DI SAMUEL BECKETT © EDITIONS DE MINUIT
TRADUZIONE CARLO FRUTTERO
REGIA DI MASSIMO ANDREI
CON LELLO ARENA, MASSIMO ANDREI
E CON BIAGIO MUSELLA, ELISABETTA ROMANO, ESMERALDO NAPODANO, ANGELO PEPE E CARMINE BASSOLILLO
SCENE ROBERTO CREA
COPRODUZIONE TEATRO CILEA DI NAPOLI, LA CONTRADA TEATRO STABILE DI TRIESTE
TEATRO COMUNALE DI CASERTA
10 LUGLIO ORE 21.00
DURATA 1H+40MIN
DEBUTTO ASSOLUTO
«Ho sempre tentato. Ho sempre fallito.
Non discutere. Prova ancora.
Fallisci ancora. Fallisci meglio»
Nel 1975, a ventidue anni dalla prima assoluta parigina di En attendant Godot, Samuel Beckett ritorna sul testo che lo ha reso famoso, per realizzare una sua regia in lingua tedesca, allo Schiller Theater di Berlino. Con oltre un ventennio di esperienza alle spalle, Beckett decide di «dare forma alla confusione» del testo originale. Inizia una profonda revisione drammaturgica e un percorso registico, minuziosamente documentati nel testo riveduto e nel suo quaderno di regia. Ne emerge il quadro di un processo creativo intensissimo, in cui il sapere e l’istinto di teatrante puro di Beckett producono, da una parte, una drammaturgia visiva potente e coerente e, dall’altra, una versione di Aspettando Godot qualitativamente diversa dall’originale francese.

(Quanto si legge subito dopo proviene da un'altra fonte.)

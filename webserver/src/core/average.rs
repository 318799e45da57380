//! Average hourly rate

use std::fmt;

use shared::Freelancer;

/// Mean hourly rate rounded to two decimal places
///
/// Kept as hundredths so the rounding happens once, on exact integers.
/// An empty forum has no mean and reports zero.
#[derive(Debug, Clone, Copy, PartialEq, Eq, Default)]
pub struct AverageRate {
    hundredths: Option<u64>,
}

impl AverageRate {
    pub fn of(freelancers: &[Freelancer]) -> Self {
        if freelancers.is_empty() {
            return Self { hundredths: None };
        }

        let count = freelancers.len() as u64;
        let total: u64 = freelancers.iter().map(|f| u64::from(f.rate)).sum();

        // round half up: (total * 100 / count) + 0.5
        let hundredths = (total * 200 + count) / (count * 2);
        Self { hundredths: Some(hundredths) }
    }

    pub fn is_empty(&self) -> bool {
        self.hundredths.is_none()
    }
}

impl fmt::Display for AverageRate {
    fn fmt(&self, f: &mut fmt::Formatter<'_>) -> fmt::Result {
        match self.hundredths {
            Some(h) => write!(f, "{}.{:02}", h / 100, h % 100),
            None => write!(f, "0"),
        }
    }
}
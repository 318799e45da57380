//! Freelancer forum entry point

use clap::Parser;
use rand::SeedableRng;
use rand::rngs::StdRng;
use shared::{Component, INITIAL_FREELANCERS, UPDATE_INTERVAL, forum_info, logging};
use std::net::SocketAddr;
use tokio::signal;

use freelancer_forum::{
    ForumError, ForumResult, ForumServer, HtmlPresenter, RealWebSocketManager, UpdateLoop,
    core::{ForumState, RecordGenerator},
};

#[derive(Parser, Debug)]
#[command(name = "freelancer-forum")]
#[command(about = "Serves a live-updating list of randomly generated freelancers")]
struct Args {
    /// Interface to bind the HTTP server to
    #[arg(long, default_value = "127.0.0.1")]
    host: String,

    /// Port for HTTP server (browser connections)
    #[arg(long, default_value = "8080")]
    port: u16,

    /// Log level (trace, debug, info, warn, error)
    #[arg(long, default_value = "info")]
    log_level: String,

    /// Seed for the record generator; entropy when omitted
    #[arg(long)]
    seed: Option<u64>,
}

#[tokio::main]
async fn main() -> ForumResult<()> {
    let args = Args::parse();

    logging::init_tracing(Some(&args.log_level));

    let http_addr: SocketAddr = format!("{}:{}", args.host, args.port)
        .parse()
        .map_err(|e| ForumError::config(format!("Invalid address {}:{}: {}", args.host, args.port, e)))?;

    let mut rng = match args.seed {
        Some(seed) => {
            forum_info!(Component::WebServer, "🎲 Using fixed seed {}", seed);
            StdRng::seed_from_u64(seed)
        }
        None => StdRng::from_entropy(),
    };

    let state = ForumState::with_initial_records(RecordGenerator::default(), INITIAL_FREELANCERS, &mut rng);
    let (update_loop, view_rx) = UpdateLoop::new(state, rng, UPDATE_INTERVAL);

    let server = ForumServer::new(view_rx, HtmlPresenter::new(), RealWebSocketManager::new());

    let shutdown = async {
        match signal::ctrl_c().await {
            Ok(()) => logging::log_shutdown(Component::WebServer, "Received Ctrl+C signal"),
            Err(err) => logging::log_error(Component::WebServer, "Signal handling", &err),
        }
    };

    server.run(http_addr, update_loop, shutdown).await?;

    logging::log_success(Component::WebServer, "Freelancer forum stopped gracefully");
    Ok(())
}
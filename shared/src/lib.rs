//! Shared types for the freelancer forum
//!
//! Contains the record and view-model types that cross the browser boundary,
//! the browser message protocol, shared errors and tracing setup.

pub mod types;
pub mod errors;
pub mod messages;
pub mod logging;

pub use types::*;
pub use errors::*;

pub use messages::{ClientMessage, ForumView, RowView, SummaryView};
//! Periodic forum updates
//!
//! The loop is the single writer of `ForumState`. Readers only ever see the
//! rendered `ForumView` snapshots it publishes on a watch channel.

use rand::Rng;
use shared::{Component, ForumView, Freelancer, forum_debug, forum_info};
use std::time::Duration;
use tokio::sync::watch;
use tokio::time::{Instant, MissedTickBehavior, interval_at};

use crate::core::{ForumState, render};

pub struct UpdateLoop<R> {
    state: ForumState,
    rng: R,
    period: Duration,
    view_tx: watch::Sender<ForumView>,
}

impl<R: Rng + Send + 'static> UpdateLoop<R> {
    /// Create the loop and a receiver already holding the initial render
    pub fn new(state: ForumState, rng: R, period: Duration) -> (Self, watch::Receiver<ForumView>) {
        let (view_tx, view_rx) = watch::channel(render(&state));
        let update_loop = Self {
            state,
            rng,
            period,
            view_tx,
        };
        (update_loop, view_rx)
    }

    pub fn state(&self) -> &ForumState {
        &self.state
    }

    pub fn period(&self) -> Duration {
        self.period
    }

    /// Append one freelancer and publish the new view
    pub fn tick(&mut self) -> Freelancer {
        let freelancer = self.state.append_generated(&mut self.rng).clone();
        let view = render(&self.state);

        forum_info!(
            Component::UpdateLoop,
            "➕ Added {} ({}, ${}/hr); {} freelancers, average ${}/hr",
            freelancer.name,
            freelancer.occupation,
            freelancer.rate,
            view.summary.count,
            view.summary.average
        );

        self.view_tx.send_replace(view);
        freelancer
    }

    /// Tick forever, first tick one full period after start
    pub async fn run(mut self) {
        forum_debug!(Component::UpdateLoop, "⏱️ Update loop running every {:?}", self.period);

        let mut ticker = interval_at(Instant::now() + self.period, self.period);
        ticker.set_missed_tick_behavior(MissedTickBehavior::Delay);

        loop {
            ticker.tick().await;
            self.tick();
        }
    }
}
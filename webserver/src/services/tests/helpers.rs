//! Test helpers for webserver service tests

use shared::{ClientMessage, ForumView};
use tokio::sync::mpsc;

/// Receive the next message, skipping the connection acknowledgement
pub async fn next_render(rx: &mut mpsc::Receiver<ClientMessage>) -> Option<ForumView> {
    while let Some(message) = rx.recv().await {
        if let ClientMessage::Render { view } = message {
            return Some(view);
        }
    }
    None
}

/// Drain everything currently queued on a client channel
pub fn drain(rx: &mut mpsc::Receiver<ClientMessage>) -> Vec<ClientMessage> {
    let mut messages = Vec::new();
    while let Ok(message) = rx.try_recv() {
        messages.push(message);
    }
    messages
}
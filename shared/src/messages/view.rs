//! View model for the forum page
//!
//! A `ForumView` is a plain description of header, summary and rows. It holds
//! display strings only, so any presentation layer can turn it into elements
//! without knowing how the numbers were produced.

use serde::{Deserialize, Serialize};

pub const PAGE_TITLE: &str = "Freelancer Forum";
pub const TABLE_HEADING: &str = "Available Freelancers";
pub const COLUMNS: [&str; 3] = ["Name", "Occupation", "Hourly Rate"];

/// Whole page description
#[derive(Clone, Debug, PartialEq, Eq, Serialize, Deserialize)]
pub struct ForumView {
    pub title: String,
    pub summary: SummaryView,
    pub table_heading: String,
    pub columns: Vec<String>,
    pub rows: Vec<RowView>,
}

/// Average rate block shown above the table
#[derive(Clone, Debug, PartialEq, Eq, Serialize, Deserialize)]
pub struct SummaryView {
    /// Average rate text, `"65.00"` or `"0"` for an empty forum
    pub average: String,
    pub count: usize,
    pub headline: String,
    pub detail: String,
}

impl SummaryView {
    pub fn new(average: String, count: usize) -> Self {
        let headline = format!("Average Starting Rate: ${average}/hr");
        let detail = format!("Based on {count} freelancers");
        Self {
            average,
            count,
            headline,
            detail,
        }
    }
}

/// One table row, already formatted
#[derive(Clone, Debug, PartialEq, Eq, Serialize, Deserialize)]
pub struct RowView {
    pub name: String,
    pub occupation: String,
    pub rate: String,
}

impl RowView {
    /// Cell texts in column order
    pub fn cells(&self) -> [&str; 3] {
        [&self.name, &self.occupation, &self.rate]
    }
}

impl ForumView {
    pub fn new(summary: SummaryView, rows: Vec<RowView>) -> Self {
        Self {
            title: PAGE_TITLE.to_string(),
            summary,
            table_heading: TABLE_HEADING.to_string(),
            columns: COLUMNS.iter().map(|c| c.to_string()).collect(),
            rows,
        }
    }

    pub fn row_count(&self) -> usize {
        self.rows.len()
    }
}
//! Service tests for the forum webserver

pub mod helpers;
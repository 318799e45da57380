//! Projection of forum state into the page view model

use shared::{Freelancer, ForumView, RowView, SummaryView};

use super::state::ForumState;

/// Build the full page description for the current state
///
/// Pure: the same state always yields an equal view.
pub fn render(state: &ForumState) -> ForumView {
    let summary = SummaryView::new(state.average_rate().to_string(), state.len());
    let rows = state.freelancers().iter().map(row_view).collect();
    ForumView::new(summary, rows)
}

pub fn row_view(freelancer: &Freelancer) -> RowView {
    RowView {
        name: freelancer.name.clone(),
        occupation: freelancer.occupation.clone(),
        rate: freelancer.formatted_rate(),
    }
}

#[cfg(test)]
mod tests {
    use super::*;
    use crate::core::RecordGenerator;
    use rand::SeedableRng;
    use rand::rngs::StdRng;

    fn known_state() -> ForumState {
        ForumState::from_records(
            RecordGenerator::default(),
            vec![
                Freelancer::new("Alice", "Writer", 30),
                Freelancer::new("Bob", "Programmer", 100),
                Freelancer::new("Carol", "Designer", 65),
            ],
        )
        .unwrap()
    }

    #[test]
    fn test_rows_follow_records() {
        let view = render(&known_state());

        assert_eq!(view.row_count(), 3);
        assert_eq!(view.rows[0].cells(), ["Alice", "Writer", "$30/hr"]);
        assert_eq!(view.rows[1].cells(), ["Bob", "Programmer", "$100/hr"]);
        assert_eq!(view.rows[2].cells(), ["Carol", "Designer", "$65/hr"]);
    }

    #[test]
    fn test_summary_reflects_average_and_count() {
        let view = render(&known_state());
        assert_eq!(view.summary.average, "65.00");
        assert_eq!(view.summary.count, 3);
        assert_eq!(view.summary.headline, "Average Starting Rate: $65.00/hr");
        assert_eq!(view.summary.detail, "Based on 3 freelancers");
    }

    #[test]
    fn test_render_is_idempotent() {
        let state = known_state();
        let first = render(&state);
        let second = render(&state);
        assert_eq!(first, second);
    }

    #[test]
    fn test_render_after_append_reflects_new_state() {
        let mut state = known_state();
        let before = render(&state);

        let mut rng = StdRng::seed_from_u64(2);
        let added = state.append_generated(&mut rng).clone();
        let after = render(&state);

        assert_eq!(after.row_count(), before.row_count() + 1);
        assert_eq!(after.rows[..3], before.rows[..]);
        assert_eq!(after.rows[3], row_view(&added));
        assert_eq!(after.summary.count, 4);
        assert_eq!(after.summary.average, state.average_rate().to_string());
    }

    #[test]
    fn test_empty_state() {
        let view = render(&ForumState::new(RecordGenerator::default()));
        assert_eq!(view.row_count(), 0);
        assert_eq!(view.summary.headline, "Average Starting Rate: $0/hr");
    }
}
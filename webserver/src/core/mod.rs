//! Core business logic modules
//!
//! Pure business logic with no I/O dependencies

pub mod average;
pub mod catalog;
pub mod generator;
pub mod state;
pub mod view;

// Re-export commonly used types
pub use average::AverageRate;
pub use catalog::Catalog;
pub use generator::RecordGenerator;
pub use state::ForumState;
pub use view::render;
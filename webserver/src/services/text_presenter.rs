//! Plain text presenter

use std::fmt::{self, Write};

use shared::ForumView;

use crate::traits::Presenter;

/// Renders the forum as an aligned text table
#[derive(Debug, Clone, Default)]
pub struct TextPresenter;

impl TextPresenter {
    pub fn new() -> Self {
        Self
    }
}

impl Presenter for TextPresenter {
    fn content_type(&self) -> &'static str {
        "text/plain; charset=utf-8"
    }

    fn present(&self, view: &ForumView) -> String {
        let mut out = String::new();
        // Writing into a String cannot fail
        let _ = write_table(&mut out, view);
        out
    }
}

fn write_table(out: &mut String, view: &ForumView) -> fmt::Result {
    let mut widths: Vec<usize> = view.columns.iter().map(|c| c.chars().count()).collect();
    for row in &view.rows {
        for (width, cell) in widths.iter_mut().zip(row.cells()) {
            *width = (*width).max(cell.chars().count());
        }
    }

    writeln!(out, "{}", view.title)?;
    writeln!(out, "{}", "=".repeat(view.title.chars().count()))?;
    writeln!(out, "{}", view.summary.headline)?;
    writeln!(out, "{}\n", view.summary.detail)?;
    writeln!(out, "{}", view.table_heading)?;

    let header: Vec<&str> = view.columns.iter().map(String::as_str).collect();
    write_line(out, &header, &widths)?;
    let rule: Vec<String> = widths.iter().map(|w| "-".repeat(*w)).collect();
    writeln!(out, "{}", rule.join("-+-"))?;

    for row in &view.rows {
        write_line(out, &row.cells(), &widths)?;
    }
    Ok(())
}

fn write_line(out: &mut String, cells: &[&str], widths: &[usize]) -> fmt::Result {
    let padded: Vec<String> = cells
        .iter()
        .zip(widths)
        .map(|(cell, &width)| format!("{cell:<width$}"))
        .collect();
    writeln!(out, "{}", padded.join(" | ").trim_end())
}
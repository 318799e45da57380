//! Service trait definitions for dependency injection
//!
//! Display output and browser connections are abstracted through these traits
//! so the server can be exercised with mocks.

use async_trait::async_trait;
use tokio::sync::mpsc;
use uuid::Uuid;

use shared::{ClientMessage, ForumView};
use crate::error::ForumResult;

/// Turns a view model into concrete display output
#[mockall::automock]
pub trait Presenter: Send + Sync {
    /// MIME type of the produced output
    fn content_type(&self) -> &'static str;

    /// Render the whole view
    fn present(&self, view: &ForumView) -> String;
}

/// WebSocket client management service trait
#[mockall::automock]
#[async_trait]
pub trait WebSocketManager: Send + Sync {
    /// Add new WebSocket client
    async fn add_client(&self, client_id: Uuid, sender: mpsc::Sender<ClientMessage>) -> ForumResult<()>;

    /// Remove WebSocket client
    async fn remove_client(&self, client_id: Uuid) -> ForumResult<()>;

    /// Broadcast message to all connected clients, returning how many received it
    async fn broadcast(&self, message: ClientMessage) -> ForumResult<usize>;

    /// Send message to specific client
    async fn send_to_client(&self, client_id: Uuid, message: ClientMessage) -> ForumResult<()>;

    /// Get count of active clients
    async fn client_count(&self) -> usize;

    /// Get list of active client IDs
    async fn active_clients(&self) -> Vec<Uuid>;
}
//! WebSocket messages from the webserver to the browser

use serde::{Deserialize, Serialize};
use uuid::Uuid;

use super::view::ForumView;
use crate::errors::SharedResult;

#[derive(Clone, Debug, PartialEq, Serialize, Deserialize)]
#[serde(tag = "type", rename_all = "snake_case")]
pub enum ClientMessage {
    /// Sent once when a browser connects
    ConnectionAck { session_id: Uuid, server_time: u64 },

    /// Full page state to apply, replacing whatever is displayed
    Render { view: ForumView },
}

impl ClientMessage {
    pub fn render(view: ForumView) -> Self {
        ClientMessage::Render { view }
    }

    pub fn to_json(&self) -> SharedResult<String> {
        Ok(serde_json::to_string(self)?)
    }
}
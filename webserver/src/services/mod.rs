//! Service implementations
//!
//! Real implementations of all service traits for production use

pub mod html_presenter;
pub mod text_presenter;
pub mod update_loop;
pub mod websocket_manager;

#[cfg(test)]
mod tests;

// Re-export service implementations
pub use html_presenter::HtmlPresenter;
pub use text_presenter::TextPresenter;
pub use update_loop::UpdateLoop;
pub use websocket_manager::RealWebSocketManager;
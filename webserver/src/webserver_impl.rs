//! Main webserver implementation
//!
//! `ForumServer` serves the forum page and pushes every new view to connected
//! browsers. Presentation and client management are injected, so the router
//! can be driven with mocks in tests.

use std::future::Future;
use std::net::SocketAddr;
use std::sync::Arc;

use axum::{
    Router,
    extract::{State, WebSocketUpgrade, ws::{Message, WebSocket}},
    http::header,
    response::{IntoResponse, Json, Response},
    routing::get,
};
use futures_util::{SinkExt, StreamExt};
use rand::Rng;
use serde_json::json;
use shared::{ClientMessage, Component, ForumView, forum_debug, forum_error, forum_info, forum_warn, logging};
use tokio::sync::{Mutex, mpsc, watch};
use tokio::task::JoinHandle;
use tower::ServiceBuilder;
use tower_http::cors::CorsLayer;
use uuid::Uuid;

use crate::error::{ForumError, ForumResult};
use crate::services::{TextPresenter, UpdateLoop};
use crate::traits::{Presenter, WebSocketManager};

const FORUM_SCRIPT: &str = include_str!("../static/forum.js");
const FORUM_STYLESHEET: &str = include_str!("../static/forum.css");

/// Outgoing message buffer per browser
const CLIENT_CHANNEL_CAPACITY: usize = 32;

/// Forum webserver with dependency injection
pub struct ForumServer<P, W> {
    view_rx: watch::Receiver<ForumView>,
    presenter: Arc<P>,
    websocket_manager: Arc<W>,
    /// Held while a view is queued to clients so every client sees views in publish order
    view_gate: Arc<Mutex<()>>,
}

impl<P, W> Clone for ForumServer<P, W> {
    fn clone(&self) -> Self {
        Self {
            view_rx: self.view_rx.clone(),
            presenter: self.presenter.clone(),
            websocket_manager: self.websocket_manager.clone(),
            view_gate: self.view_gate.clone(),
        }
    }
}

impl<P, W> ForumServer<P, W>
where
    P: Presenter + 'static,
    W: WebSocketManager + 'static,
{
    pub fn new(view_rx: watch::Receiver<ForumView>, presenter: P, websocket_manager: W) -> Self {
        Self {
            view_rx,
            presenter: Arc::new(presenter),
            websocket_manager: Arc::new(websocket_manager),
            view_gate: Arc::new(Mutex::new(())),
        }
    }

    /// Snapshot of the latest published view
    pub fn current_view(&self) -> ForumView {
        self.view_rx.borrow().clone()
    }

    pub fn websocket_manager(&self) -> &Arc<W> {
        &self.websocket_manager
    }

    /// Register a browser and queue the latest view for it
    ///
    /// The view is read under the same gate the broadcaster holds, so no older
    /// view can be queued behind a newer broadcast.
    pub async fn register_client(&self, client_id: Uuid, sender: mpsc::Sender<ClientMessage>) -> ForumResult<()> {
        let _gate = self.view_gate.lock().await;

        self.websocket_manager.add_client(client_id, sender).await?;
        let view = self.current_view();
        self.websocket_manager.send_to_client(client_id, ClientMessage::render(view)).await
    }

    /// Build the Axum router with all routes
    pub fn build_router(&self) -> Router {
        Router::new()
            .route("/", get(serve_index::<P, W>))
            .route("/plain", get(serve_plain::<P, W>))
            .route("/api/view", get(view_handler::<P, W>))
            .route("/ws", get(websocket_handler::<P, W>))
            .route("/static/forum.js", get(serve_script))
            .route("/static/forum.css", get(serve_stylesheet))
            .route("/health", get(health_check::<P, W>))
            .layer(
                ServiceBuilder::new()
                    .layer(CorsLayer::permissive())
                    .into_inner(),
            )
            .with_state(self.clone())
    }

    /// Forward every newly published view to all connected browsers
    pub fn spawn_view_broadcaster(&self) -> JoinHandle<()> {
        let mut views = self.view_rx.clone();
        let websocket_manager = self.websocket_manager.clone();
        let view_gate = self.view_gate.clone();

        tokio::spawn(async move {
            while views.changed().await.is_ok() {
                let _gate = view_gate.lock().await;
                let view = views.borrow_and_update().clone();
                match websocket_manager.broadcast(ClientMessage::render(view)).await {
                    Ok(delivered) => {
                        forum_debug!(Component::WebServer, "🔄 Pushed new view to {} clients", delivered);
                    }
                    Err(e) => {
                        logging::log_error(Component::WebServer, "View broadcast", &e);
                    }
                }
            }
            forum_debug!(Component::WebServer, "View channel closed, broadcaster stopping");
        })
    }

    /// Run the update loop and serve HTTP until `shutdown` resolves
    pub async fn run<R, F>(&self, addr: SocketAddr, update_loop: UpdateLoop<R>, shutdown: F) -> ForumResult<()>
    where
        R: Rng + Send + 'static,
        F: Future<Output = ()> + Send + 'static,
    {
        let listener = tokio::net::TcpListener::bind(addr)
            .await
            .map_err(|e| ForumError::ServerStartup(format!("Failed to bind to {addr}: {e}")))?;

        logging::log_startup(Component::UpdateLoop, &format!("update loop every {:?}", update_loop.period()));
        let update_task = tokio::spawn(update_loop.run());
        let broadcast_task = self.spawn_view_broadcaster();

        forum_info!(Component::WebServer, "🌐 Freelancer forum listening on http://{}", addr);

        let result = axum::serve(listener, self.build_router())
            .with_graceful_shutdown(shutdown)
            .await;

        update_task.abort();
        broadcast_task.abort();

        result.map_err(|e| ForumError::ServerStartup(format!("Server error: {e}")))
    }
}

// HTTP Handlers

/// Serve the forum page
async fn serve_index<P, W>(State(server): State<ForumServer<P, W>>) -> Response
where
    P: Presenter + 'static,
    W: WebSocketManager + 'static,
{
    let view = server.current_view();
    (
        [(header::CONTENT_TYPE, server.presenter.content_type())],
        server.presenter.present(&view),
    )
        .into_response()
}

/// Serve the forum as a plain text table
async fn serve_plain<P, W>(State(server): State<ForumServer<P, W>>) -> Response
where
    P: Presenter + 'static,
    W: WebSocketManager + 'static,
{
    let presenter = TextPresenter::new();
    let view = server.current_view();
    ([(header::CONTENT_TYPE, presenter.content_type())], presenter.present(&view)).into_response()
}

/// Current view model as JSON
async fn view_handler<P, W>(State(server): State<ForumServer<P, W>>) -> Json<ForumView>
where
    P: Presenter + 'static,
    W: WebSocketManager + 'static,
{
    Json(server.current_view())
}

async fn serve_script() -> impl IntoResponse {
    ([(header::CONTENT_TYPE, "application/javascript")], FORUM_SCRIPT)
}

async fn serve_stylesheet() -> impl IntoResponse {
    ([(header::CONTENT_TYPE, "text/css")], FORUM_STYLESHEET)
}

/// Health check endpoint
async fn health_check<P, W>(State(server): State<ForumServer<P, W>>) -> Json<serde_json::Value>
where
    P: Presenter + 'static,
    W: WebSocketManager + 'static,
{
    let records = server.view_rx.borrow().summary.count;
    let clients = server.websocket_manager.client_count().await;

    Json(json!({
        "status": "healthy",
        "records": records,
        "clients": clients,
    }))
}

/// Handle WebSocket connections
async fn websocket_handler<P, W>(ws: WebSocketUpgrade, State(server): State<ForumServer<P, W>>) -> Response
where
    P: Presenter + 'static,
    W: WebSocketManager + 'static,
{
    ws.on_upgrade(move |socket| handle_websocket(socket, server))
}

/// Handle individual WebSocket connection
async fn handle_websocket<P, W>(socket: WebSocket, server: ForumServer<P, W>)
where
    P: Presenter + 'static,
    W: WebSocketManager + 'static,
{
    let client_id = Uuid::new_v4();
    forum_info!(Component::WebSocket, "🔗 New WebSocket connection: {}", client_id);

    let (mut sender, mut receiver) = socket.split();
    let (tx, mut rx) = mpsc::channel::<ClientMessage>(CLIENT_CHANNEL_CAPACITY);

    // The page may have been served before the latest tick
    if let Err(e) = server.register_client(client_id, tx).await {
        forum_error!(Component::WebSocket, "Failed to register WebSocket client {}: {}", client_id, e);
        let _ = server.websocket_manager.remove_client(client_id).await;
        return;
    }

    let outgoing_task = tokio::spawn(async move {
        while let Some(message) = rx.recv().await {
            let json_msg = match message.to_json() {
                Ok(json) => json,
                Err(e) => {
                    forum_error!(Component::WebSocket, "Failed to serialize client message: {}", e);
                    continue;
                }
            };

            if let Err(e) = sender.send(Message::Text(json_msg)).await {
                forum_warn!(Component::WebSocket, "Failed to send message to client {}: {}", client_id, e);
                break;
            }
        }
    });

    while let Some(msg) = receiver.next().await {
        match msg {
            Ok(Message::Close(_)) => break,
            Ok(Message::Text(text)) => {
                forum_debug!(Component::WebSocket, "📨 Ignoring message from client {}: {}", client_id, text);
            }
            Ok(_) => {}
            Err(e) => {
                forum_warn!(Component::WebSocket, "WebSocket error for client {}: {}", client_id, e);
                break;
            }
        }
    }

    outgoing_task.abort();
    if let Err(e) = server.websocket_manager.remove_client(client_id).await {
        forum_error!(Component::WebSocket, "Failed to unregister client {}: {}", client_id, e);
    }

    forum_info!(Component::WebSocket, "🔌 WebSocket connection ended for client: {}", client_id);
}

Uno degli scopi di questo nuovo allestimento è quello di riportare l’azione scenica, scenografica e testuale di questo capolavoro alle intenzioni più segrete ed intime del suo autore. A partire dall’accento del nome Gòdot che Beckett voleva cadesse sulla prima sillaba. E che avesse la t sonora. E non come tutti abbiamo sempre fatto alla francese Godòt. Quando ho cominciato a fare le prime letture a Napoli, con attori napoletani, che non mangiavano yògurt ma yogùrt, che non avevano bisogno di un hotèl ma di un hòtel, e che per venire alle prove avevano preso la metropolitana a Piazza Càvour e non a Piazza Cavoùr, ho pensato che forse mi trovavo proprio nel posto giusto e che, probabilmente, saremmo stati tutti molto simpatici a Beckett stesso. Un Aspettando Godot quindi come lo aveva sempre voluto Beckett, ma che acquista nuovi profumi e un punto di vista diverso proprio quando entra in contatto con il Dna dei figli di una città che ha presto dovuto imparare il senso tragicomico dell’attesa. L’attesa di un nuovo invasore che scacci un vecchio tiranno, quella per la liquefazione del sangue del suo santo patrono a conferma della sua presenza e protezione, quella del terremoto pronto a distruggere case e certezze, quella dell’eruzione del vulcano bisbigliata e scongiurata nelle preghiere tra i riccioli di marmo del barocco e le volte d’oro delle chiese. Aspettare Godot in un una strada di campagna alle falde del Vesuvio può avere altre tensioni, altri smarrimenti, la stessa tragica inutilità.